Most of the nongenetic risk factors are thought to trigger type 1 diabetes by increasing the autoimmune stress of the body.
Type 1 diabetes is commonly diagnosed during childhood, most often between the ages of 4 and 14. When the condition is undiagnosed, type 1 diabetes symptoms may develop during this time due to the complications of high blood sugar levels.
The most common symptoms of the condition include:
- increased thirst
- severe hunger
- increased urination
- bed-wetting in children who didn’t previously wet the bed
- unexplained weight loss
- tingling in extremities
- constant fatigue
- mood changes
- blurry vision
If type 1 diabetes isn’t diagnosed and treated, it can lead to a condition called diabetic ketoacidosis. This condition happens when blood sugar levels become extremely high due to a lack of insulin. Ketones are then released into your blood.
Unlike ketosis, which happens as the result of low glucose intake, diabetic ketoacidosis is an extremely dangerous condition.
The symptoms of diabetic ketoacidosis include:
If you notice the symptoms of diabetic ketoacidosis, you should seek medical attention right away. If untreated, this condition can result in coma or even death.
Although type 1 diabetes and type 2 diabetes may seem similar, they are separate conditions.
- With type 1 diabetes, the body can’t produce insulin properly due to the destruction of the insulin-producing cells in the pancreas. This condition is an autoimmune disorder caused primarily by genetic factors.
- With type 2 diabetes, the body can’t use insulin properly (this is called insulin resistance) and, in some cases, may not be able to produce enough insulin either. This condition is caused by lifestyle factors and genetics.
While type 1 diabetes is the condition that has the strongest genetic risk factors, there are also certain genetic risk factors for type 2 diabetes as well, including family history, age, and race.

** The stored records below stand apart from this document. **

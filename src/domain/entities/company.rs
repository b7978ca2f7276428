use crate::domain::error::DomainError;
use serde::{Deserialize, Serialize};
use std::collections::HashMap;

#[derive(Debug, Clone, PartialEq, Eq, Serialize, Deserialize)]
pub struct CompanyRecord {
    pub symbol: String,
    pub company_name: String,
}

impl CompanyRecord {
    pub fn new(symbol: impl Into<String>, company_name: impl Into<String>) -> Self {
        Self {
            symbol: symbol.into(),
            company_name: company_name.into(),
        }
    }
}

/// Fixed, ordered basket of tracked companies.
///
/// Built once at startup and never mutated. Iteration order is the order
/// the records were supplied in, and every pipeline output follows it.
#[derive(Debug, Clone, Default)]
pub struct SymbolCatalog {
    records: Vec<CompanyRecord>,
    by_symbol: HashMap<String, usize>,
}

impl SymbolCatalog {
    /// Build a catalog from records. Duplicate symbols are rejected so a
    /// symbol can never appear twice in the ticker strip.
    pub fn from_records(mut records: Vec<CompanyRecord>) -> Result<Self, DomainError> {
        let mut by_symbol = HashMap::with_capacity(records.len());
        for (idx, record) in records.iter_mut().enumerate() {
            record.symbol = record.symbol.trim().to_string();
            if record.symbol.is_empty() {
                return Err(DomainError::Catalog(format!(
                    "Empty symbol at catalog position {idx}"
                )));
            }
            if by_symbol.insert(record.symbol.clone(), idx).is_some() {
                return Err(DomainError::Catalog(format!(
                    "Duplicate symbol: {}",
                    record.symbol
                )));
            }
        }
        Ok(Self { records, by_symbol })
    }

    /// Parse the `[{"symbol": .., "company_name": ..}, ..]` catalog format.
    pub fn from_json(json: &str) -> Result<Self, DomainError> {
        let records: Vec<CompanyRecord> = serde_json::from_str(json)
            .map_err(|e| DomainError::Catalog(format!("Invalid catalog JSON: {e}")))?;
        Self::from_records(records)
    }

    /// Company name for `symbol`, or `None` when the symbol isn't tracked.
    pub fn lookup(&self, symbol: &str) -> Option<&str> {
        self.by_symbol
            .get(symbol)
            .map(|&idx| self.records[idx].company_name.as_str())
    }

    pub fn records(&self) -> &[CompanyRecord] {
        &self.records
    }

    pub fn symbols(&self) -> impl Iterator<Item = &str> {
        self.records.iter().map(|r| r.symbol.as_str())
    }

    pub fn len(&self) -> usize {
        self.records.len()
    }

    pub fn is_empty(&self) -> bool {
        self.records.is_empty()
    }
}
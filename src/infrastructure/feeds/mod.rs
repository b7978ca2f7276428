pub mod alpha_vantage;
pub mod newsapi;

use crate::domain::error::ProviderError;
use std::time::Duration;
use url::Url;

const USER_AGENT: &str = concat!("asxpulse/", env!("CARGO_PKG_VERSION"));

/// Shared HTTP client settings for upstream feeds. The timeout applies
/// per request and is the only cancellation the pipeline needs.
pub fn http_client(timeout: Duration) -> reqwest::Client {
    reqwest::Client::builder()
        .user_agent(USER_AGENT)
        .timeout(timeout)
        .build()
        .unwrap_or_else(|e| {
            tracing::warn!("HTTP client build failed, requests will have no timeout: {e}");
            reqwest::Client::default()
        })
}

/// Resolve `path` against a service base URL.
pub(crate) fn endpoint(base: &Url, path: &str) -> Result<Url, ProviderError> {
    base.join(path)
        .map_err(|e| ProviderError::Network(format!("Bad endpoint {base}{path}: {e}")))
}

/// Send a GET and return the body of a 2xx response.
pub(crate) async fn get_text(
    request: reqwest::RequestBuilder,
    what: &str,
) -> Result<String, ProviderError> {
    let resp = request.send().await?;
    let status = resp.status();
    if !status.is_success() {
        return Err(ProviderError::Status {
            status: status.as_u16(),
            what: what.to_string(),
        });
    }
    Ok(resp.text().await?)
}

Type 1 diabetes is an autoimmune condition that’s thought to be greatly influenced by genetic factors and triggered by outside factors.
Certain genes, such as those relating to the function of the immune system, have been linked to an increased risk of developing type 1 diabetes. Certain outside factors, such as exposure to viruses and living in certain climates, have also been suggested to trigger autoimmunity in this condition.
If you or your child has been diagnosed with type 1 diabetes, learning how to manage your condition can greatly improve your overall quality of life.